WHAT THIS TASK INVOLVES: Filter on the word "width": copy each matching line from the listing below.
***
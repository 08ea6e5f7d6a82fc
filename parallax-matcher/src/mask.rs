//! Candidate masks restricting the descriptor search space
//!
//! A mask is a binary matrix indexed `[keypoint-in-frame2][keypoint-in-frame1]`
//! where a nonzero entry marks the pair as eligible for descriptor
//! comparison. It carries eligibility only, never scores.

use std::collections::{BTreeMap, BTreeSet};

use crate::MatchError;

/// Binary compatibility matrix consumed by the descriptor-matching engine.
///
/// Rows index frame-2 (query) keypoints, columns frame-1 (train) keypoints.
/// Built fresh per matching call and owned by that call.
#[derive(Debug, Clone, PartialEq, Eq)]
pub struct MatchMask {
    rows: usize,
    cols: usize,
    data: Vec<u8>,
}

impl MatchMask {
    /// An all-ineligible mask of the given shape.
    pub fn new(rows: usize, cols: usize) -> Self {
        Self {
            rows,
            cols,
            data: vec![0; rows * cols],
        }
    }

    /// Dense construction: every pairwise combination of the two index lists
    /// is marked eligible.
    ///
    /// Used when the candidate set is already a flat cross-product and no
    /// geometric pruning applies. Out-of-range indices fail fast.
    pub fn from_index_lists(
        num_kp2: usize,
        num_kp1: usize,
        frame1_ids: &[usize],
        frame2_ids: &[usize],
    ) -> Result<Self, MatchError> {
        let mut mask = Self::new(num_kp2, num_kp1);
        for &i2 in frame2_ids {
            for &i1 in frame1_ids {
                mask.set(i2, i1)?;
            }
        }
        Ok(mask)
    }

    /// Sparse construction from a per-keypoint candidate map
    /// (frame-1 index -> set of frame-2 indices).
    ///
    /// Exactly the listed pairs become eligible; everything else stays zero.
    /// Out-of-range indices fail fast.
    pub fn from_candidate_map(
        num_kp2: usize,
        num_kp1: usize,
        map1to2: &BTreeMap<usize, BTreeSet<usize>>,
    ) -> Result<Self, MatchError> {
        let mut mask = Self::new(num_kp2, num_kp1);
        for (&i1, kp2_set) in map1to2 {
            for &i2 in kp2_set {
                mask.set(i2, i1)?;
            }
        }
        Ok(mask)
    }

    /// Rows (frame-2 keypoint count).
    pub fn rows(&self) -> usize {
        self.rows
    }

    /// Columns (frame-1 keypoint count).
    pub fn cols(&self) -> usize {
        self.cols
    }

    /// Whether a `(frame2, frame1)` keypoint pair may be compared.
    /// Out-of-shape queries are ineligible.
    pub fn is_eligible(&self, kp2: usize, kp1: usize) -> bool {
        kp2 < self.rows && kp1 < self.cols && self.data[kp2 * self.cols + kp1] != 0
    }

    /// Total number of eligible entries.
    pub fn eligible_count(&self) -> usize {
        self.data.iter().filter(|&&v| v != 0).count()
    }

    fn set(&mut self, kp2: usize, kp1: usize) -> Result<(), MatchError> {
        if kp2 >= self.rows {
            return Err(MatchError::KeypointIndexOutOfRange {
                index: kp2,
                len: self.rows,
            });
        }
        if kp1 >= self.cols {
            return Err(MatchError::KeypointIndexOutOfRange {
                index: kp1,
                len: self.cols,
            });
        }
        self.data[kp2 * self.cols + kp1] = 1;
        Ok(())
    }
}
//! Example: epipolar-constrained matching on a synthetic two-view scene
//!
//! Usage:
//!   cargo run --example match_pair -- [layout] [output_image]
//!
//! `layout` is "side-by-side" (default) or "overlay". The rendered matches
//! are saved to "output_matches.png" unless an output path is given.

use image::GrayImage;
use nalgebra::{Isometry3, Point3, Translation3, UnitQuaternion};
use parallax_geometry::{CameraIntrinsics, RansacEightPoint};
use parallax_matcher::{
    draw_matches, BinaryDescriptor, DrawLayout, EpipolarMatcher, Frame, HammingMatcher, KeyPoint,
    LogSink, ScalePyramid,
};
use rand::{Rng, SeedableRng};
use rand_chacha::ChaCha8Rng;
use std::env;

fn main() {
    env_logger::init();

    let args: Vec<String> = env::args().collect();
    let layout_name = args.get(1).map(|s| s.as_str()).unwrap_or("side-by-side");
    let output_path = args.get(2).map(|s| s.as_str()).unwrap_or("output_matches.png");

    let layout: DrawLayout = match layout_name.parse() {
        Ok(layout) => layout,
        Err(err) => {
            eprintln!("Error: {}", err);
            eprintln!("Valid layouts: side-by-side, overlay");
            std::process::exit(1);
        }
    };

    // Two cameras with a 0.3m baseline along +X, both looking down +Z
    let camera = CameraIntrinsics::simple(500.0, 640, 480);
    let pose1 = Isometry3::identity();
    let pose2 = Isometry3::from_parts(
        Translation3::new(-0.3, 0.0, 0.0),
        UnitQuaternion::identity(),
    );
    let t21 = pose2 * pose1.inverse();

    // Scatter 3D points in front of both cameras and keep the ones that
    // project inside both images
    let mut rng = ChaCha8Rng::seed_from_u64(99);
    let mut keypoints1 = Vec::new();
    let mut keypoints2 = Vec::new();
    let mut descriptors = Vec::new();

    for _ in 0..120 {
        let pw = Point3::new(
            rng.gen_range(-0.5..0.5),
            rng.gen_range(-0.3..0.3),
            rng.gen_range(1.0..4.0),
        );
        let p1 = camera.project(&pw.coords);
        let p2 = camera.project(&(t21 * pw).coords);

        if !camera.contains(&p1) || !camera.contains(&p2) {
            continue;
        }

        let octave = rng.gen_range(0..4);
        keypoints1.push(KeyPoint::new(p1.x as f32, p1.y as f32, octave));
        keypoints2.push(KeyPoint::new(p2.x as f32, p2.y as f32, octave));
        descriptors.push(BinaryDescriptor([
            rng.gen(),
            rng.gen(),
            rng.gen(),
            rng.gen(),
        ]));
    }

    println!("Scene: {} keypoints visible in both frames", descriptors.len());

    // A faint gradient so the rendering is not pitch black
    let backdrop = GrayImage::from_fn(camera.width, camera.height, |x, y| {
        image::Luma([(((x + y) / 8) % 64 + 32) as u8])
    });

    let frame1 = Frame::new(
        backdrop.clone(),
        keypoints1,
        descriptors.clone(),
        camera,
        pose1,
    )
    .expect("frame 1 construction");
    let frame2 = Frame::new(backdrop, keypoints2, descriptors, camera, pose2)
        .expect("frame 2 construction");

    let matcher = EpipolarMatcher::new(HammingMatcher::new(), ScalePyramid::default())
        .with_diagnostics(Box::new(LogSink));

    // Initialization matching with the pose prior
    let start = std::time::Instant::now();
    let pairs = matcher
        .match_for_initialization(&frame1, &frame2)
        .expect("initialization matching");
    println!(
        "Initialization matcher: {} feature pairs in {:?}",
        pairs.len(),
        start.elapsed()
    );

    // General matching path: unconstrained match, inlier filter, F refit
    match matcher.match_unconstrained(&frame1, &frame2, &RansacEightPoint::default()) {
        Ok(refinement) => {
            println!(
                "Unconstrained matcher: {} epipolar inliers, refined F:",
                refinement.inlier_pairs.len()
            );
            println!("{:.6}", refinement.refined_f12);
        }
        Err(err) => println!("Unconstrained matcher gave up: {}", err),
    }

    println!("Saving visualization to: {}", output_path);
    let canvas = draw_matches(&frame1, &frame2, &pairs, layout);
    canvas.save(output_path).expect("failed to save output image");

    println!("Done!");
}
//! Frame data model: keypoints, descriptors, intrinsics, pose

use image::GrayImage;
use nalgebra::{Isometry3, Point2};

use crate::descriptor::BinaryDescriptor;
use crate::MatchError;
use parallax_geometry::CameraIntrinsics;

/// A detected keypoint with position and pyramid level
#[derive(Debug, Clone, Copy, PartialEq)]
pub struct KeyPoint {
    /// X coordinate (column) in pixels
    pub x: f32,
    /// Y coordinate (row) in pixels
    pub y: f32,
    /// Pyramid octave at which the keypoint was detected (0 = full resolution)
    pub octave: usize,
}

impl KeyPoint {
    /// Create a keypoint at a pixel location and octave
    pub fn new(x: f32, y: f32, octave: usize) -> Self {
        Self { x, y, octave }
    }

    /// The pixel location as an f64 point for geometric computations
    pub fn point(&self) -> Point2<f64> {
        Point2::new(self.x as f64, self.y as f64)
    }
}

/// Per-octave scale factors of the feature-extraction pyramid
///
/// Established once from the extractor configuration and treated as
/// immutable, read-only calibration afterwards. Epipolar tolerances scale
/// with `factor(octave)`: keypoints detected at coarser pyramid levels get
/// proportionally looser distance thresholds.
#[derive(Debug, Clone)]
pub struct ScalePyramid {
    factors: Vec<f64>,
}

impl ScalePyramid {
    /// Build the table for `levels` octaves with a fixed per-level scale step
    /// (`factor[i] = scale_step^i`).
    pub fn new(levels: usize, scale_step: f64) -> Self {
        let factors = (0..levels).map(|i| scale_step.powi(i as i32)).collect();
        Self { factors }
    }

    /// Number of pyramid levels in the table
    pub fn levels(&self) -> usize {
        self.factors.len()
    }

    /// The scale factor for an octave, or `None` if the octave is outside
    /// the table
    pub fn factor(&self, octave: usize) -> Option<f64> {
        self.factors.get(octave).copied()
    }
}

impl Default for ScalePyramid {
    /// Eight octaves with a 1.2 scale step, the usual ORB pyramid shape
    fn default() -> Self {
        Self::new(8, 1.2)
    }
}

/// A camera frame: image, features, intrinsics, and world-to-camera pose
///
/// The keypoint and descriptor sequences are index-aligned; a keypoint index
/// is valid only within `[0, num_keypoints)` for its owning frame. Frames are
/// read-only during matching, so independent frame pairs can be matched from
/// parallel threads.
#[derive(Debug, Clone)]
pub struct Frame {
    /// Grayscale image content
    pub image: GrayImage,
    keypoints: Vec<KeyPoint>,
    descriptors: Vec<BinaryDescriptor>,
    /// Calibrated pinhole intrinsics with pixel dimensions
    pub intrinsics: CameraIntrinsics,
    /// World-to-camera transform
    pub pose: Isometry3<f64>,
}

impl Frame {
    /// Create a frame, validating that keypoints and descriptors are
    /// index-aligned.
    pub fn new(
        image: GrayImage,
        keypoints: Vec<KeyPoint>,
        descriptors: Vec<BinaryDescriptor>,
        intrinsics: CameraIntrinsics,
        pose: Isometry3<f64>,
    ) -> Result<Self, MatchError> {
        if keypoints.len() != descriptors.len() {
            return Err(MatchError::FeatureCountMismatch {
                keypoints: keypoints.len(),
                descriptors: descriptors.len(),
            });
        }
        Ok(Self {
            image,
            keypoints,
            descriptors,
            intrinsics,
            pose,
        })
    }

    /// Number of keypoints (= number of descriptors)
    pub fn num_keypoints(&self) -> usize {
        self.keypoints.len()
    }

    /// All keypoints, in detection order
    pub fn keypoints(&self) -> &[KeyPoint] {
        &self.keypoints
    }

    /// All descriptors, index-aligned with the keypoints
    pub fn descriptors(&self) -> &[BinaryDescriptor] {
        &self.descriptors
    }

    /// A keypoint by index, failing fast on out-of-range access
    pub fn keypoint(&self, index: usize) -> Result<&KeyPoint, MatchError> {
        self.keypoints
            .get(index)
            .ok_or(MatchError::KeypointIndexOutOfRange {
                index,
                len: self.keypoints.len(),
            })
    }

    /// The transform mapping this frame's camera coordinates into `other`'s
    /// camera coordinates.
    pub fn relative_pose_to(&self, other: &Frame) -> Isometry3<f64> {
        other.pose * self.pose.inverse()
    }
}
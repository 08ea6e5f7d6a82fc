//! Two-view projective geometry for feature matching
//!
//! This crate provides the geometric side of two-frame correspondence search:
//! 2D lines in homogeneous form, pinhole intrinsics, fundamental matrices
//! derived from a known relative pose, and robust fundamental-matrix
//! estimation from point correspondences (normalized 8-point inside RANSAC).
//!
//! All pixel quantities are f64. Fundamental matrices relate homogeneous
//! pixel coordinates so that `p2^T * F12 * p1 = 0` for true correspondences.

pub mod camera;
pub mod epipolar;
pub mod fundamental;
pub mod line;

pub use camera::CameraIntrinsics;
pub use epipolar::{epipolar_line, fundamental_from_relative_pose, line_crosses_rect};
pub use fundamental::{fundamental_8point, EightPoint, FundamentalEstimator, RansacEightPoint};
pub use line::Line2;

use thiserror::Error;

/// Errors from fundamental-matrix estimation.
#[derive(Debug, Error)]
pub enum GeometryError {
    /// Fewer correspondences than the solver's minimal sample.
    #[error("need at least {needed} point correspondences, got {got}")]
    NotEnoughPoints { needed: usize, got: usize },
    /// The two point lists have different lengths.
    #[error("point list length mismatch: {0} vs {1}")]
    PointCountMismatch(usize, usize),
    /// Linear solve (SVD) failed to produce a nullspace vector.
    #[error("svd failed in fundamental matrix estimation")]
    SvdFailed,
    /// RANSAC exhausted its iterations without a consensus model.
    #[error("ransac found no consensus fundamental matrix")]
    RansacFailed,
}
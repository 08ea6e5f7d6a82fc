//! Epipolar lines from a fundamental matrix
//!
//! The fundamental matrix convention follows `p2^T * F12 * p1 = 0`: frame 1
//! is the reference, frame 2 the query, and `F12 * p1` is the epipolar line
//! in frame 2 on which the true correspondent of `p1` must lie.

use nalgebra::{Isometry3, Matrix3, Point2, Vector3};

use crate::camera::CameraIntrinsics;
use crate::line::Line2;

/// The skew-symmetric matrix `[t]x` such that `[t]x * v = t x v`.
pub fn skew_symmetric(t: &Vector3<f64>) -> Matrix3<f64> {
    Matrix3::new(
        0.0, -t.z, t.y, //
        t.z, 0.0, -t.x, //
        -t.y, t.x, 0.0,
    )
}

/// Fundamental matrix between two calibrated views from a relative-pose prior.
///
/// `t21` maps frame-1 camera coordinates into frame-2 camera coordinates
/// (`p_cam2 = t21 * p_cam1`); with both frames holding world-to-camera poses
/// this is `pose2 * pose1.inverse()`. The result is
/// `F12 = K2^-T * [t]x * R * K1^-1`.
///
/// A zero-baseline prior (pure rotation) produces the zero matrix: the
/// epipolar constraint is undefined without translation, and every derived
/// line is degenerate. Callers holding such a prior should not expect any
/// candidates to survive the tolerance gate.
pub fn fundamental_from_relative_pose(
    k1: &CameraIntrinsics,
    k2: &CameraIntrinsics,
    t21: &Isometry3<f64>,
) -> Matrix3<f64> {
    let r = t21.rotation.to_rotation_matrix();
    let t = t21.translation.vector;
    let essential = skew_symmetric(&t) * r.matrix();
    k2.k_inverse().transpose() * essential * k1.k_inverse()
}

/// The epipolar line in frame 2 for a frame-1 pixel, `l2 = F12 * p1~`.
pub fn epipolar_line(f12: &Matrix3<f64>, p1: &Point2<f64>) -> Line2 {
    Line2::from_homogeneous(f12 * Vector3::new(p1.x, p1.y, 1.0))
}

/// Whether a line crosses the visible image rectangle `[0,width] x [0,height]`.
///
/// Intersects the line with the top and left boundary lines and rejects the
/// four configurations where both intersections fall beyond opposite corners.
/// Lines parallel to a boundary (no finite intersection) and corner-exact
/// hits are conservatively kept: a false positive here only costs extra
/// candidate checks, since the per-keypoint distance tolerance is the
/// authoritative gate.
pub fn line_crosses_rect(line: &Line2, width: f64, height: f64) -> bool {
    let top = Line2::through(&Point2::new(0.0, 0.0), &Point2::new(width, 0.0));
    let left = Line2::through(&Point2::new(0.0, 0.0), &Point2::new(0.0, height));

    let (i1, i2) = match (line.intersection(&top), line.intersection(&left)) {
        (Some(i1), Some(i2)) => (i1, i2),
        _ => return true,
    };

    if i1.x < 0.0 && i2.y > height {
        return false;
    }
    if i1.x > width && i2.y < 0.0 {
        return false;
    }
    if i1.x > width && i2.y > height {
        return false;
    }
    if i1.x < 0.0 && i2.y < 0.0 {
        return false;
    }
    true
}

#[cfg(test)]
mod tests {
    use super::*;
    use approx::assert_abs_diff_eq;
    use nalgebra::{Translation3, UnitQuaternion};

    fn stereo_pair() -> (CameraIntrinsics, Isometry3<f64>) {
        let k = CameraIntrinsics::simple(500.0, 640, 480);
        // Frame 2 camera shifted 0.2m along +X relative to frame 1
        let t21 = Isometry3::from_parts(
            Translation3::new(-0.2, 0.0, 0.0),
            UnitQuaternion::identity(),
        );
        (k, t21)
    }

    #[test]
    fn test_epipolar_constraint_holds_for_true_correspondence() {
        let (k, t21) = stereo_pair();
        let f12 = fundamental_from_relative_pose(&k, &k, &t21);

        // A 3D point seen by both cameras
        let pw = Vector3::new(0.3, -0.1, 2.0);
        let p1 = k.project(&pw);
        let p2 = k.project(&(t21 * nalgebra::Point3::from(pw)).coords);

        let constraint =
            Vector3::new(p2.x, p2.y, 1.0).dot(&(f12 * Vector3::new(p1.x, p1.y, 1.0)));
        assert_abs_diff_eq!(constraint, 0.0, epsilon = 1e-9);
    }

    #[test]
    fn test_true_correspondent_lies_on_epipolar_line() {
        let (k, t21) = stereo_pair();
        let f12 = fundamental_from_relative_pose(&k, &k, &t21);

        let pw = Vector3::new(-0.4, 0.2, 3.0);
        let p1 = k.project(&pw);
        let p2 = k.project(&(t21 * nalgebra::Point3::from(pw)).coords);

        let line = epipolar_line(&f12, &p1);
        assert!(line.distance(&p2) < 1e-8);
    }

    #[test]
    fn test_skew_symmetric_matches_cross_product() {
        let t = Vector3::new(1.0, -2.0, 0.5);
        let v = Vector3::new(0.3, 0.7, -1.1);
        let via_matrix = skew_symmetric(&t) * v;
        let direct = t.cross(&v);
        assert_abs_diff_eq!((via_matrix - direct).norm(), 0.0, epsilon = 1e-12);
    }

    #[test]
    fn test_center_crossing_line_is_kept() {
        // Diagonal line through the image center
        let line = Line2::through(&Point2::new(0.0, 0.0), &Point2::new(640.0, 480.0));
        assert!(line_crosses_rect(&line, 640.0, 480.0));
    }

    #[test]
    fn test_line_missing_top_left_corner_is_rejected() {
        // Crosses the top boundary at x = -5 and the left boundary at
        // y = height + 5: passes outside the top-left corner
        let line = Line2::through(&Point2::new(-5.0, 0.0), &Point2::new(0.0, 485.0));
        assert!(!line_crosses_rect(&line, 640.0, 480.0));
    }

    #[test]
    fn test_line_beyond_bottom_right_is_rejected() {
        // Both intersections beyond width/height
        let line = Line2::through(&Point2::new(700.0, 0.0), &Point2::new(0.0, 520.0));
        assert!(!line_crosses_rect(&line, 640.0, 480.0));
    }

    #[test]
    fn test_boundary_parallel_line_is_kept_conservatively() {
        // Vertical line: parallel to the left boundary, no finite
        // intersection, so the rectangle test keeps it and defers to the
        // distance gate
        let line = Line2::new(1.0, 0.0, -700.0); // x = 700
        assert!(line_crosses_rect(&line, 640.0, 480.0));
    }
}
***
RESPONSE:
    let backdrop = GrayImage::from_fn(camera.width, camera.height, |x, y| {
/// Whether a line crosses the visible image rectangle `[0,width] x [0,height]`.
pub fn line_crosses_rect(line: &Line2, width: f64, height: f64) -> bool {
    let top = Line2::through(&Point2::new(0.0, 0.0), &Point2::new(width, 0.0));
    if i1.x > width && i2.y < 0.0 {
    if i1.x > width && i2.y > height {
        // Both intersections beyond width/height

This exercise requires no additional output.